Перед началом рабочего дня Элизабет заручилась разрешением уйти пораньше, радуясь тому, что миссис Марстенд слишком озабочена и не стала расспрашивать ее, хотя и не забыла напомнить, что будет вынуждена лишить ее оплаты за пропущенное время.
Элизабет работала быстро и сосредоточенно, только изредка поглядывая на стрелки часов. Теперь, когда она приняла решение, ей хотелось поскорее осуществить его.
Когда она вышла, холодный ветер сразу проник под ее накидку. На улицах слышалась брань, и, пропуская на перекрестке телегу с досками, она увидела яркие черные слова: «Свободу Рабам!» Радом было нацарапано: «Никогда!»
Элизабет поежилась, но скорее от охвативших ее чувств, чем от холода. У ее семьи не было рабов. После смерти отца сводные братья унаследовали три грузовых судна.

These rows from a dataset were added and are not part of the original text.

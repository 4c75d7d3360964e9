//! CLI binary for edgequake-statements.
//!
//! A thin shim over the library crate that maps CLI flags to
//! `ExtractionConfig` and prints the result JSON.

use anyhow::{Context, Result};
use clap::Parser;
use edgequake_statements::{
    extract, write_result, BackendKind, ExtractionConfig, ExtractionProgressCallback,
    ExtractionStatus, PageSelection, ProgressCallback, TesseractOptions,
};
use indicatif::{ProgressBar, ProgressStyle};
use std::collections::HashMap;
use std::io;
use std::path::PathBuf;
use std::sync::atomic::{AtomicUsize, Ordering};
use std::sync::{Arc, Mutex};
use std::time::{Duration, Instant};
use tracing_subscriber::EnvFilter;

/// Exit code when the statement yielded nothing usable.
const EXIT_FAILED: i32 = 2;

// ── ANSI colour helpers (no extra deps) ──────────────────────────────────────

fn green(s: &str) -> String {
    format!("\x1b[32m{s}\x1b[0m")
}
fn red(s: &str) -> String {
    format!("\x1b[31m{s}\x1b[0m")
}
fn dim(s: &str) -> String {
    format!("\x1b[2m{s}\x1b[0m")
}
fn bold(s: &str) -> String {
    format!("\x1b[1m{s}\x1b[0m")
}
fn cyan(s: &str) -> String {
    format!("\x1b[36m{s}\x1b[0m")
}

// ── CLI progress callback using indicatif ────────────────────────────────────

/// Terminal progress callback: a live bar plus one log line per page.
/// Pages complete out of order, so start times are tracked per page.
struct CliProgressCallback {
    bar: ProgressBar,
    start_times: Mutex<HashMap<usize, Instant>>,
    errors: AtomicUsize,
}

impl CliProgressCallback {
    /// Spinner until `on_extraction_start` tells us the page count.
    fn new_dynamic() -> Arc<Self> {
        let bar = ProgressBar::new(0);

        let spinner_style = ProgressStyle::with_template("{spinner:.cyan} {prefix:.bold}  {msg}")
            .unwrap_or_else(|_| ProgressStyle::default_spinner())
            .tick_strings(&["⠋", "⠙", "⠹", "⠸", "⠼", "⠴", "⠦", "⠧", "⠇", "⠏", "⠿"]);

        bar.set_style(spinner_style);
        bar.set_prefix("Preparing");
        bar.set_message("Rasterising statement…");
        bar.enable_steady_tick(Duration::from_millis(80));

        Arc::new(Self {
            bar,
            start_times: Mutex::new(HashMap::new()),
            errors: AtomicUsize::new(0),
        })
    }

    fn activate_bar(&self, total: usize) {
        let progress_style = ProgressStyle::with_template(
            "{spinner:.cyan} {prefix:.bold}  \
             [{bar:42.green/238}] {pos:>3}/{len} pages  \
             ⏱ {elapsed_precise}  ETA {eta_precise}",
        )
        .unwrap_or_else(|_| ProgressStyle::default_bar())
        .progress_chars("█▉▊▋▌▍▎▏  ")
        .tick_strings(&["⠋", "⠙", "⠹", "⠸", "⠼", "⠴", "⠦", "⠧", "⠇", "⠏", "⠿"]);

        self.bar.set_length(total as u64);
        self.bar.set_style(progress_style);
        self.bar.set_prefix("Reading");
        self.bar.reset_eta();
    }

    fn page_elapsed_secs(&self, page_num: usize) -> f64 {
        self.start_times
            .lock()
            .ok()
            .and_then(|mut m| m.remove(&page_num))
            .map(|t| t.elapsed().as_secs_f64())
            .unwrap_or(0.0)
    }
}

impl ExtractionProgressCallback for CliProgressCallback {
    fn on_extraction_start(&self, total_pages: usize) {
        self.activate_bar(total_pages);
        self.bar.println(format!(
            "{} {}",
            cyan("◆"),
            bold(&format!("Reading {total_pages} page(s)…"))
        ));
    }

    fn on_page_start(&self, page_num: usize, _total: usize) {
        if let Ok(mut m) = self.start_times.lock() {
            m.insert(page_num, Instant::now());
        }
        self.bar.set_message(format!("page {page_num}"));
    }

    fn on_page_complete(&self, page_num: usize, total: usize, holdings: usize) {
        let secs = self.page_elapsed_secs(page_num);
        self.bar.println(format!(
            "  {} Page {:>3}/{:<3}  {:<14}  {}",
            green("✓"),
            page_num,
            total,
            dim(&format!("{holdings:>3} holdings")),
            dim(&format!("{secs:.1}s")),
        ));
        self.bar.inc(1);
    }

    fn on_page_error(&self, page_num: usize, total: usize, error: String) {
        let secs = self.page_elapsed_secs(page_num);
        self.errors.fetch_add(1, Ordering::SeqCst);

        let msg = if error.chars().count() > 80 {
            format!("{}\u{2026}", error.chars().take(79).collect::<String>())
        } else {
            error
        };

        self.bar.println(format!(
            "  {} Page {:>3}/{:<3}  {}  {}",
            red("✗"),
            page_num,
            total,
            red(&msg),
            dim(&format!("{secs:.1}s")),
        ));
        self.bar.inc(1);
    }

    fn on_extraction_complete(&self, total_pages: usize, success_count: usize) {
        let failed = total_pages.saturating_sub(success_count);
        self.bar.finish_and_clear();

        if failed == 0 {
            eprintln!(
                "{} {} page(s) read",
                green("✔"),
                bold(&success_count.to_string())
            );
        } else {
            eprintln!(
                "{} {}/{} page(s) read  ({} failed)",
                if failed == total_pages {
                    red("✘")
                } else {
                    cyan("⚠")
                },
                bold(&success_count.to_string()),
                total_pages,
                red(&failed.to_string()),
            );
        }
    }
}

const AFTER_HELP: &str = r#"EXAMPLES:
  # Local tesseract, JSON on stdout
  stmt2json statement.pdf

  # Write to file
  stmt2json statement.pdf -o statement.json

  # Vision model instead of tesseract
  stmt2json --backend vision --provider openai --model gpt-4.1-mini scan.jpg

  # German statement, first two pages only
  stmt2json --lang deu --pages 1-2 --default-currency EUR depot.pdf

EXIT CODES:
  0  success or partial result
  1  call error (file not found, backend unavailable, bad flags)
  2  extraction failed (no usable summary and holdings)

ENVIRONMENT VARIABLES:
  OPENAI_API_KEY          OpenAI API key (vision backend)
  ANTHROPIC_API_KEY       Anthropic API key (vision backend)
  GEMINI_API_KEY          Google Gemini API key (vision backend)
  EDGEQUAKE_LLM_PROVIDER  Override provider (openai, anthropic, gemini, ollama)
  EDGEQUAKE_MODEL         Override model ID
  PDFIUM_LIB_PATH         Path to libpdfium
  RUST_LOG                tracing filter, overrides -v / -q
"#;

/// Extract holdings and portfolio summary from bank statements.
#[derive(Parser, Debug)]
#[command(
    name = "stmt2json",
    version,
    about = "Extract holdings and portfolio summary from bank statements as JSON",
    long_about = "Rasterise a statement (PDF, PNG or JPEG; local file or URL), run OCR with \
tesseract or a vision LLM, and print the extracted portfolio summary, holdings and asset \
allocation as JSON.",
    arg_required_else_help = true,
    color = clap::ColorChoice::Auto,
    after_long_help = AFTER_HELP
)]
struct Cli {
    /// Local statement path or HTTP/HTTPS URL.
    input: String,

    /// Write the JSON result to this file instead of stdout.
    #[arg(short, long, env = "STMT2JSON_OUTPUT")]
    output: Option<PathBuf>,

    /// Recognition backend.
    #[arg(long, env = "STMT2JSON_BACKEND", value_enum, default_value = "tesseract")]
    backend: BackendArg,

    /// Vision model ID (vision backend only).
    #[arg(long, env = "EDGEQUAKE_MODEL")]
    model: Option<String>,

    /// Vision provider: openai, anthropic, gemini, ollama, azure.
    #[arg(long, env = "EDGEQUAKE_PROVIDER")]
    provider: Option<String>,

    /// Rendering DPI (72–600).
    #[arg(long, env = "STMT2JSON_DPI", default_value_t = 300,
          value_parser = clap::value_parser!(u32).range(72..=600))]
    dpi: u32,

    /// Pages recognised concurrently.
    #[arg(short, long, env = "STMT2JSON_CONCURRENCY", default_value_t = 4)]
    concurrency: usize,

    /// Per-page time limit for OCR and extraction, in seconds.
    #[arg(long, env = "STMT2JSON_PAGE_TIMEOUT", default_value_t = 120)]
    page_timeout: u64,

    /// Page selection: all, 5, 3-15, or 1,3,5,7.
    #[arg(long, env = "STMT2JSON_PAGES", default_value = "all")]
    pages: String,

    /// PDF user password for encrypted documents.
    #[arg(long, env = "STMT2JSON_PASSWORD")]
    password: Option<String>,

    /// Tesseract binary.
    #[arg(long, env = "STMT2JSON_TESSERACT_BIN", default_value = "tesseract")]
    tesseract_bin: PathBuf,

    /// Tesseract language pack(s), e.g. eng or eng+deu.
    #[arg(long, env = "STMT2JSON_LANG", default_value = "eng")]
    lang: String,

    /// Tesseract page segmentation mode.
    #[arg(long, env = "STMT2JSON_PSM", default_value_t = 6)]
    psm: u8,

    /// Skip grayscale/threshold preprocessing before tesseract.
    #[arg(long, env = "STMT2JSON_NO_PREPROCESS")]
    no_preprocess: bool,

    /// Currency assumed when the statement prints none.
    #[arg(long, env = "STMT2JSON_DEFAULT_CURRENCY", default_value = "USD")]
    default_currency: String,

    /// Confidence below which the result is flagged for review (0.0–1.0).
    #[arg(long, env = "STMT2JSON_REVIEW_THRESHOLD", default_value_t = 0.9)]
    review_threshold: f64,

    /// Custom transcription prompt for the vision backend.
    #[arg(long, env = "STMT2JSON_SYSTEM_PROMPT")]
    system_prompt: Option<String>,

    /// Print single-line JSON.
    #[arg(long, env = "STMT2JSON_COMPACT")]
    compact: bool,

    /// Disable progress bar.
    #[arg(long, env = "STMT2JSON_NO_PROGRESS")]
    no_progress: bool,

    /// Enable DEBUG-level tracing logs.
    #[arg(short, long, env = "STMT2JSON_VERBOSE")]
    verbose: bool,

    /// Suppress all output except errors.
    #[arg(short, long, env = "STMT2JSON_QUIET")]
    quiet: bool,

    /// HTTP download timeout in seconds.
    #[arg(long, env = "STMT2JSON_DOWNLOAD_TIMEOUT", default_value_t = 120)]
    download_timeout: u64,
}

#[derive(clap::ValueEnum, Clone, Debug)]
enum BackendArg {
    Tesseract,
    Vision,
}

impl From<BackendArg> for BackendKind {
    fn from(v: BackendArg) -> Self {
        match v {
            BackendArg::Tesseract => BackendKind::Tesseract,
            BackendArg::Vision => BackendKind::Vision,
        }
    }
}

#[tokio::main]
async fn main() -> Result<()> {
    let cli = Cli::parse();

    // ── Logging setup ────────────────────────────────────────────────────
    // The progress bar provides the feedback that matters; library INFO
    // logs would tear it.
    let show_progress = !cli.quiet && !cli.no_progress;
    let filter = if cli.verbose {
        "debug"
    } else if cli.quiet || show_progress {
        "error"
    } else {
        "info"
    };

    tracing_subscriber::fmt()
        .with_env_filter(
            EnvFilter::try_from_default_env().unwrap_or_else(|_| EnvFilter::new(filter)),
        )
        .with_writer(io::stderr)
        .init();

    let progress_cb: Option<ProgressCallback> = if show_progress {
        let cb = CliProgressCallback::new_dynamic();
        Some(cb as Arc<dyn ExtractionProgressCallback>)
    } else {
        None
    };

    let config = build_config(&cli, progress_cb)?;

    // ── Run extraction ───────────────────────────────────────────────────
    let result = extract(&cli.input, &config)
        .await
        .context("Extraction failed")?;

    if let Some(ref output_path) = cli.output {
        write_result(&result, output_path)
            .await
            .context("Failed to write result")?;
    } else {
        let json = if cli.compact {
            serde_json::to_string(&result)
        } else {
            serde_json::to_string_pretty(&result)
        }
        .context("Failed to serialise result")?;
        println!("{json}");
    }

    if !cli.quiet {
        let mark = match result.status {
            ExtractionStatus::Success => green("✔"),
            ExtractionStatus::Partial => cyan("⚠"),
            ExtractionStatus::Failed => red("✘"),
        };
        eprintln!(
            "{}  {}  {} holdings  {} errors  confidence {:.2}{}  {:.2}s{}",
            mark,
            bold(result.status.as_str()),
            result.holdings.len(),
            result.errors.len(),
            result.confidence_score,
            if result.requires_review {
                dim(" (review)")
            } else {
                String::new()
            },
            result.processing_time_seconds,
            cli.output
                .as_ref()
                .map(|p| format!("  →  {}", bold(&p.display().to_string())))
                .unwrap_or_default(),
        );
    }

    if result.status == ExtractionStatus::Failed {
        std::process::exit(EXIT_FAILED);
    }
    Ok(())
}

/// Map CLI args to `ExtractionConfig`.
fn build_config(cli: &Cli, progress: Option<ProgressCallback>) -> Result<ExtractionConfig> {
    let pages = parse_pages(&cli.pages)?;

    let mut builder = ExtractionConfig::builder()
        .backend(cli.backend.clone().into())
        .dpi(cli.dpi)
        .concurrency(cli.concurrency)
        .page_timeout_secs(cli.page_timeout)
        .pages(pages)
        .tesseract(TesseractOptions {
            binary: cli.tesseract_bin.clone(),
            language: cli.lang.clone(),
            psm: cli.psm,
            ..Default::default()
        })
        .preprocess(!cli.no_preprocess)
        .default_currency(cli.default_currency.trim().to_uppercase())
        .review_threshold(cli.review_threshold)
        .download_timeout_secs(cli.download_timeout);

    if let Some(ref model) = cli.model {
        builder = builder.model(model.as_str());
    }
    if let Some(ref provider) = cli.provider {
        builder = builder.provider_name(provider.as_str());
    }
    if let Some(ref prompt) = cli.system_prompt {
        builder = builder.system_prompt(prompt.as_str());
    }
    if let Some(ref password) = cli.password {
        builder = builder.password(password.as_str());
    }
    if let Some(cb) = progress {
        builder = builder.progress_callback(cb);
    }

    builder.build().context("Invalid configuration")
}

/// Parse `--pages` string into `PageSelection`.
fn parse_pages(s: &str) -> Result<PageSelection> {
    let s = s.trim().to_lowercase();

    if s == "all" {
        return Ok(PageSelection::All);
    }

    if let Some((start, end)) = s.split_once('-') {
        let start: usize = start
            .trim()
            .parse()
            .context("Invalid start page in range")?;
        let end: usize = end.trim().parse().context("Invalid end page in range")?;

        if start < 1 {
            anyhow::bail!("Pages are 1-indexed, minimum is 1 (got {})", start);
        }
        if start > end {
            anyhow::bail!(
                "Invalid page range '{}-{}': start must be <= end",
                start,
                end
            );
        }

        return Ok(PageSelection::Range(start, end));
    }

    if s.contains(',') {
        let pages: Vec<usize> = s
            .split(',')
            .map(|p| {
                p.trim()
                    .parse::<usize>()
                    .context(format!("Invalid page number: '{}'", p.trim()))
            })
            .collect::<Result<Vec<_>>>()?;

        if let Some(&p) = pages.iter().find(|&&p| p < 1) {
            anyhow::bail!("Pages are 1-indexed, minimum is 1 (got {})", p);
        }

        return Ok(PageSelection::Set(pages));
    }

    let page: usize = s.parse().context("Invalid page number")?;
    if page < 1 {
        anyhow::bail!("Pages are 1-indexed, minimum is 1 (got {})", page);
    }

    Ok(PageSelection::Single(page))
}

Одно из них пропало без вести в море, второе, как она считала, было конфисковано правительством, судьба третьего была ей неизвестна.
Снова дрожь пробежала по телу – видимо, Элма позаботилась о судьбе третьего корабля так же, как и об их доме, – распорядилась продать. Охваченная горем, вынужденная принимать решения немедленно, она согласилась выйти замуж за Джеймса и ни о чем не спрашивала свекровь.
Элизабет обошла вокруг площади Капитолия, где джентльмены собирались группами, обсуждая последние новости. Мука продавалась теперь почти по семьдесят долларов. Кое-кто громко протестовал против такой немыслимо высокой цены, другая группа обсуждала возможности хорошо заработать на блокаде или на спекуляциях с табаком.
Элизабет слышала все, но старалась не сосредоточиваться на новостях. Яростный спор возник по поводу желания президента Дэвиса получить такие же полномочия, как и у Линкольна.
Он хотел, чтобы суды гарантировали ему право приостанавливать исполнение Habeas Corpus – закона о неприкосновенности личности. Однако даже ей было ясно, что, если мужчины, которые кричат о правах штатов, станут делать все, что хотят, президент никогда не получит власти, способной укрепить государство.
Среди всех этих взволнованных мужчин странно было видеть гуляющих женщин и маленьких детей с няньками.
Элизабет избегала улиц, на которых были вывешены белые флаги, предупреждающие о чуме. Добравшись, наконец, до гостиницы, она расправила плечи, высоко подняла голову и вошла внутрь. Слава Богу, холл был пуст, и никто не провожал ее любопытными взглядами, как в прошлый раз. За стойкой был уже другой портье. Когда она обратилась к нему, он читал газету.
– Мне бы хотелось оставить письмо для полковника Сэкстона.
Служащий протянул руку, не поднимая глаз.